Industry backed catastrophe loss data aggregator and estimator PERILS AG is investigating three recent events around the globe, to establish whether they will meet the various thresholds for each region and peril to warrant regular reporting.
Severe weather has led to a number of catastrophe events in countries where PERILS tracks and reports on catastrophe insurance loss data, leading to the need to investigate.
The first event is the recent severe flooding that struck the Italian city of Venice, which found itself underwater a number of times in the last month.
High tides, combined with wind conditions that blew the tides onshore and also the influence of rising sea levels and sinking land mass, are all conspiring to plague the historic city of Venice with flooding and this year the economic costs are thought to run into the billions of Euros.
The mayor of Venice recently said that an early estimate put the economic impact of flood damage at around EUR 1 billion (wider weather events in Italy are expected to add to this, taking the total to roughly EUR 1.6 billion), a figure which is likely to rise once interruption related costs are factored in.
The insurance market impact is much harder to determine, given flood insurance limits and penetration rates are less clear in Italy than some other European countries.
PERILS threshold for reporting on an Italian flood loss event is at EUR 200 million typically, so if the estimate of a billion Euros plus of economic losses holds true, there is a chance the insured property loss surpasses the threshold.
The next event is the Australian bush fires, which are an ongoing concern across the country. Here PERILS says it is investigating fires in New South Wales and Queensland, but as we explained this week the dangerous fire weather has spread to other states as well, raising the prospects of more wildfire activity in Australia over the coming days.
More than 500 properties have been reported as destroyed in the New South Wales and Queensland regions alone, with losses estimated at a preliminary AU $115 million, but that figure expected to rise significantly.
PERILS threshold for reporting on natural catastrophe events in Australia is AU 500 million, so there would be some way to go before the current bush fire outbreak results in a significant hit to insurance and reinsurance market for reporting to be warranted. However, if the fire weather continues to look dangerous there is every chance this could occur, especially with the area at risk widening.

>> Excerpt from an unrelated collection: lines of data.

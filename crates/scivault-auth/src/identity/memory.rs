//! In-memory identity store backing the external-credential seam.

use async_trait::async_trait;
use chrono::{DateTime, Duration, Utc};
use dashmap::DashMap;
use tracing::{info, warn};

use scivault_core::config::AuthConfig;
use scivault_core::traits::{IdentityStore, SecretHandle};
use scivault_core::types::UserId;
use scivault_core::{AppError, AppResult};

use crate::password::SecretHasher;

/// Credentials and contact address for one account.
#[derive(Debug, Clone)]
struct CredentialRecord {
    username: String,
    secret_hash: String,
    email: Option<String>,
    failed_attempts: u32,
    locked_until: Option<DateTime<Utc>>,
}

/// Identity store holding argon2id-hashed secrets in process memory.
///
/// Counts failed verification attempts per account and locks the
/// account once the configured maximum is reached.
pub struct MemoryIdentityStore {
    accounts: DashMap<UserId, CredentialRecord>,
    by_username: DashMap<String, UserId>,
    hasher: SecretHasher,
    config: AuthConfig,
}

impl std::fmt::Debug for MemoryIdentityStore {
    fn fmt(&self, f: &mut std::fmt::Formatter<'_>) -> std::fmt::Result {
        f.debug_struct("MemoryIdentityStore")
            .field("accounts", &self.accounts.len())
            .finish()
    }
}

impl MemoryIdentityStore {
    /// Creates an empty store.
    pub fn new(config: AuthConfig) -> Self {
        Self {
            accounts: DashMap::new(),
            by_username: DashMap::new(),
            hasher: SecretHasher::new(),
            config,
        }
    }

    /// Registers credentials for an account.
    ///
    /// The secret must meet the configured minimum length. Fails with
    /// `Conflict` when the username or user ID is already registered.
    pub fn register_account(
        &self,
        user_id: UserId,
        username: &str,
        secret: &str,
        email: Option<&str>,
    ) -> AppResult<()> {
        if secret.len() < self.config.secret_min_length {
            return Err(AppError::validation(format!(
                "Secret must be at least {} characters",
                self.config.secret_min_length
            )));
        }
        if self.by_username.contains_key(username) || self.accounts.contains_key(&user_id) {
            return Err(AppError::conflict(format!(
                "Credentials for '{username}' already registered"
            )));
        }

        let secret_hash = self.hasher.hash_secret(secret)?;
        self.accounts.insert(
            user_id,
            CredentialRecord {
                username: username.to_string(),
                secret_hash,
                email: email.map(str::to_string),
                failed_attempts: 0,
                locked_until: None,
            },
        );
        self.by_username.insert(username.to_string(), user_id);
        Ok(())
    }

    fn generic_failure() -> AppError {
        AppError::authentication_failed("Invalid username or secret")
    }
}

#[async_trait]
impl IdentityStore for MemoryIdentityStore {
    async fn verify_credentials(&self, username: &str, secret: &str) -> AppResult<UserId> {
        let user_id = match self.by_username.get(username) {
            Some(entry) => *entry.value(),
            None => return Err(Self::generic_failure()),
        };

        let mut record = self
            .accounts
            .get_mut(&user_id)
            .ok_or_else(Self::generic_failure)?;

        if let Some(locked_until) = record.locked_until {
            if locked_until > Utc::now() {
                return Err(AppError::authentication_failed(
                    "Account is temporarily locked",
                ));
            }
            // Lock expired; start over.
            record.locked_until = None;
            record.failed_attempts = 0;
        }

        if self.hasher.secret_matches(secret, &record.secret_hash)? {
            record.failed_attempts = 0;
            return Ok(user_id);
        }

        record.failed_attempts += 1;
        if record.failed_attempts >= self.config.max_failed_attempts {
            let locked_until =
                Utc::now() + Duration::minutes(self.config.lockout_duration_minutes as i64);
            record.locked_until = Some(locked_until);
            warn!(
                user_id = %user_id,
                username = %record.username,
                attempts = record.failed_attempts,
                locked_until = %locked_until,
                "Account locked after repeated failed attempts"
            );
        }
        Err(Self::generic_failure())
    }

    async fn lookup_email(&self, user_id: UserId) -> AppResult<Option<String>> {
        self.accounts
            .get(&user_id)
            .map(|record| record.email.clone())
            .ok_or_else(|| AppError::unknown_user(format!("User {user_id} has no credentials")))
    }

    async fn rotate_credential(&self, user_id: UserId) -> AppResult<SecretHandle> {
        let secret = self
            .hasher
            .generate_secret(self.config.generated_secret_length);
        let secret_hash = self.hasher.hash_secret(&secret)?;

        let mut record = self
            .accounts
            .get_mut(&user_id)
            .ok_or_else(|| AppError::unknown_user(format!("User {user_id} has no credentials")))?;
        record.secret_hash = secret_hash;
        record.failed_attempts = 0;
        record.locked_until = None;

        info!(user_id = %user_id, username = %record.username, "Credential rotated");
        Ok(SecretHandle::new(secret))
    }
}

#[cfg(test)]
mod tests {
    use super::*;
    use scivault_core::error::ErrorKind;

    fn store() -> MemoryIdentityStore {
        MemoryIdentityStore::new(AuthConfig::default())
    }

    #[tokio::test]
    async fn test_register_and_verify() {
        let store = store();
        let user_id = UserId::new();
        store
            .register_account(user_id, "alice", "orchid-flux-42", Some("alice@example.org"))
            .unwrap();

        assert_eq!(
            store
                .verify_credentials("alice", "orchid-flux-42")
                .await
                .unwrap(),
            user_id
        );

        let err = store
            .verify_credentials("alice", "wrong-secret")
            .await
            .unwrap_err();
        assert_eq!(err.kind, ErrorKind::AuthenticationFailed);

        let err = store
            .verify_credentials("nobody", "orchid-flux-42")
            .await
            .unwrap_err();
        assert_eq!(err.kind, ErrorKind::AuthenticationFailed);
    }

    #[tokio::test]
    async fn test_short_secret_rejected() {
        let store = store();
        let err = store
            .register_account(UserId::new(), "alice", "short", None)
            .unwrap_err();
        assert_eq!(err.kind, ErrorKind::Validation);
    }

    #[tokio::test]
    async fn test_lockout_after_failed_attempts() {
        let config = AuthConfig {
            max_failed_attempts: 2,
            ..AuthConfig::default()
        };
        let store = MemoryIdentityStore::new(config);
        let user_id = UserId::new();
        store
            .register_account(user_id, "alice", "orchid-flux-42", None)
            .unwrap();

        for _ in 0..2 {
            let _ = store.verify_credentials("alice", "wrong").await;
        }

        // Locked now, even with the correct secret.
        let err = store
            .verify_credentials("alice", "orchid-flux-42")
            .await
            .unwrap_err();
        assert_eq!(err.kind, ErrorKind::AuthenticationFailed);
    }

    #[tokio::test]
    async fn test_rotation_replaces_secret_and_clears_lock() {
        let config = AuthConfig {
            max_failed_attempts: 1,
            ..AuthConfig::default()
        };
        let store = MemoryIdentityStore::new(config);
        let user_id = UserId::new();
        store
            .register_account(user_id, "alice", "orchid-flux-42", None)
            .unwrap();
        let _ = store.verify_credentials("alice", "wrong").await;

        let handle = store.rotate_credential(user_id).await.unwrap();
        assert_eq!(handle.reveal().len(), AuthConfig::default().generated_secret_length);

        assert!(store.verify_credentials("alice", "orchid-flux-42").await.is_err());
        assert_eq!(
            store
                .verify_credentials("alice", handle.reveal())
                .await
                .unwrap(),
            user_id
        );
    }

    #[tokio::test]
    async fn test_lookup_email() {
        let store = store();
        let with_mail = UserId::new();
        let without_mail = UserId::new();
        store
            .register_account(with_mail, "alice", "orchid-flux-42", Some("alice@example.org"))
            .unwrap();
        store
            .register_account(without_mail, "bob", "orchid-flux-43", None)
            .unwrap();

        assert_eq!(
            store.lookup_email(with_mail).await.unwrap().as_deref(),
            Some("alice@example.org")
        );
        assert_eq!(store.lookup_email(without_mail).await.unwrap(), None);
        let err = store.lookup_email(UserId::new()).await.unwrap_err();
        assert_eq!(err.kind, ErrorKind::UnknownUser);
    }
}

Finally, PERILS is also looking at the UK flooding situation, which has seen a number of towns swamped in the last fortnight after heavy rain and storms struck.
An estimate over a week ago from accountancy PwC put the insured losses at up to UK £120 million (as reported by our sister publication Reinsurance News), but that figure will surely have risen as flooding continued in the last few days.
PERILS has a EUR 200 million threshold for reporting on UK flood loss events, so there is a good chance that the current flooding could end up surpassing that level of insurance industry loss and mean the firm begins to aggregate insurers claims data related to it.
While none of these events are going to drive significant impacts to the reinsurance market, there is a chance of some claims leakage through quota shares and the like.
With the fires and flooding likely to continue, it may be early days in the investigation process and it could take some time before any reports emerge, especially if the losses are ongoing.